É comum que o jornalismo ou a comunicação em geral projetem uma pessoa imaginária que deve representar o limite mínimo de compreensão. Com esse personagem constituído, decorre que é ele que teríamos de ter em mente ao construir uma mensagem. Por exemplo, é famoso que para Wiliam Bonner o repórter tenha de introjetar em si Homer Simpson – ou seja, informar com a clareza e o apoio precisos para que mesmo o tolíssimo patriarca da família Simpson seja capaz de entender. Isso faz parte do beabá da profissão: um professor meu falava de escrever de modo que sua mãe entendesse. E isso aparece em vários outros meios, como o fórum “Explain me like I’m Five”, do Reddit (nesse caso, a figura do saber mínimo é a criança de cinco anos), que tem no título uma expressão disseminada na cultura americana.
Não há nada de errado nisso. Todo comunicador sabe que precisa falar ao maior número de pessoas possível, e que seu texto não deve ter barreiras ao entendimento. Guiar o leitor é um princípio justo, generoso e produtivo. Não ter em mente o que alguém pode precisar para compreender um texto, quais as informações de contexto ou referências ampliadas possam ser necessárias, não só boicota o próprio sentido de escrever (nesse campo de atuação) como quebra as relações entre leitor e veículo, entre leitor e autor. Contudo, parece haver algo mais em jogo.
Por mais positivo que sejam os cuidados orientados por eles, os personagens de pouco ou nulo conhecimento são tropos da ignorância (uso o termo com o sentido mais neutro de “quem ignora algo”), e isso implica que é assim que o público é visto: a priori, ignorantes. A priori, sem a capacidade de entender se não forem providos todos os recursos. Separados do conhecimento, a não ser se forem construídas pontes que só nós poderíamos construir. Aquela atenção aberta e criteriosa, tão potente, pode recair em arrogância e paternalismo, e o que potencializaria o contato termina por limitar o que se comunica.

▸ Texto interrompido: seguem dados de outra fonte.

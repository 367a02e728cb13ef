//! Crop domain - feature schema, samples and model kinds

mod classifier;
mod features;
mod model_kind;

pub use classifier::CropClassifier;
pub use features::{Feature, FeatureVector, SampleRecord, FEATURE_COUNT, FEATURE_NAMES};
pub use model_kind::ModelKind;

#[cfg(test)]
pub use classifier::mock;
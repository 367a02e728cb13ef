use serde::{Deserialize, Serialize};

use crate::domain::DomainError;

/// Maps crop labels to dense class ids in sorted order
#[derive(Debug, Clone, PartialEq, Eq, Serialize, Deserialize)]
pub struct LabelEncoder {
    classes: Vec<String>,
}

impl LabelEncoder {
    pub fn fit(labels: &[String]) -> Result<Self, DomainError> {
        let mut classes = labels.to_vec();
        classes.sort();
        classes.dedup();

        if classes.is_empty() {
            return Err(DomainError::data_load("No labels to encode"));
        }

        Ok(Self { classes })
    }

    pub fn classes(&self) -> &[String] {
        &self.classes
    }

    pub fn n_classes(&self) -> usize {
        self.classes.len()
    }

    pub fn encode(&self, label: &str) -> Result<u32, DomainError> {
        self.classes
            .binary_search_by(|c| c.as_str().cmp(label))
            .map(|i| i as u32)
            .map_err(|_| DomainError::model(format!("Label '{}' not in training vocabulary", label)))
    }

    pub fn encode_all(&self, labels: &[String]) -> Result<Vec<u32>, DomainError> {
        labels.iter().map(|l| self.encode(l)).collect()
    }

    pub fn decode(&self, id: u32) -> Result<&str, DomainError> {
        self.classes
            .get(id as usize)
            .map(String::as_str)
            .ok_or_else(|| DomainError::model(format!("Class id {} out of range", id)))
    }
}

#[cfg(test)]
mod tests {
    use super::*;

    fn labels(values: &[&str]) -> Vec<String> {
        values.iter().map(|s| s.to_string()).collect()
    }

    #[test]
    fn test_sorted_dense_ids() {
        let encoder = LabelEncoder::fit(&labels(&["rice", "maize", "rice", "apple"])).unwrap();
        assert_eq!(encoder.classes(), &["apple", "maize", "rice"]);
        assert_eq!(encoder.encode("maize").unwrap(), 1);
        assert_eq!(encoder.decode(2).unwrap(), "rice");
    }

    #[test]
    fn test_unknown_values() {
        let encoder = LabelEncoder::fit(&labels(&["rice"])).unwrap();
        assert!(encoder.encode("quinoa").is_err());
        assert!(encoder.decode(5).is_err());
    }

    #[test]
    fn test_empty_labels() {
        assert!(LabelEncoder::fit(&[]).is_err());
    }
}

Confiar no leitor – ou no telespectador (Bonner foi muitas vezes criticado pela comparação da sua audiência com Homer), ou no ouvinte, ou no público de uma forma geral – pode ser um caminho tão importante quanto o de conter a prepotência de jornalistas, escritores, redatores etc. Há valor em pressupor a inteligência, a vontade e a habilidade de aprender, a curiosidade, o gosto pelo desafio, o prazer do complexo. Confiar no público implica se interessar mais por ele, não tanto colocá-lo entre parenteses com o uso de um imagem generalista, e implica falar de igual para igual, de alguém com saber a outro alguém com saber, pela força do cruzamento de saberes. Enfim, isso libera também textos e outras mídias a mais sabor e altitude.
Pra variar, escrever a Lisa Simpson? Ou, pelo menos, também a ela.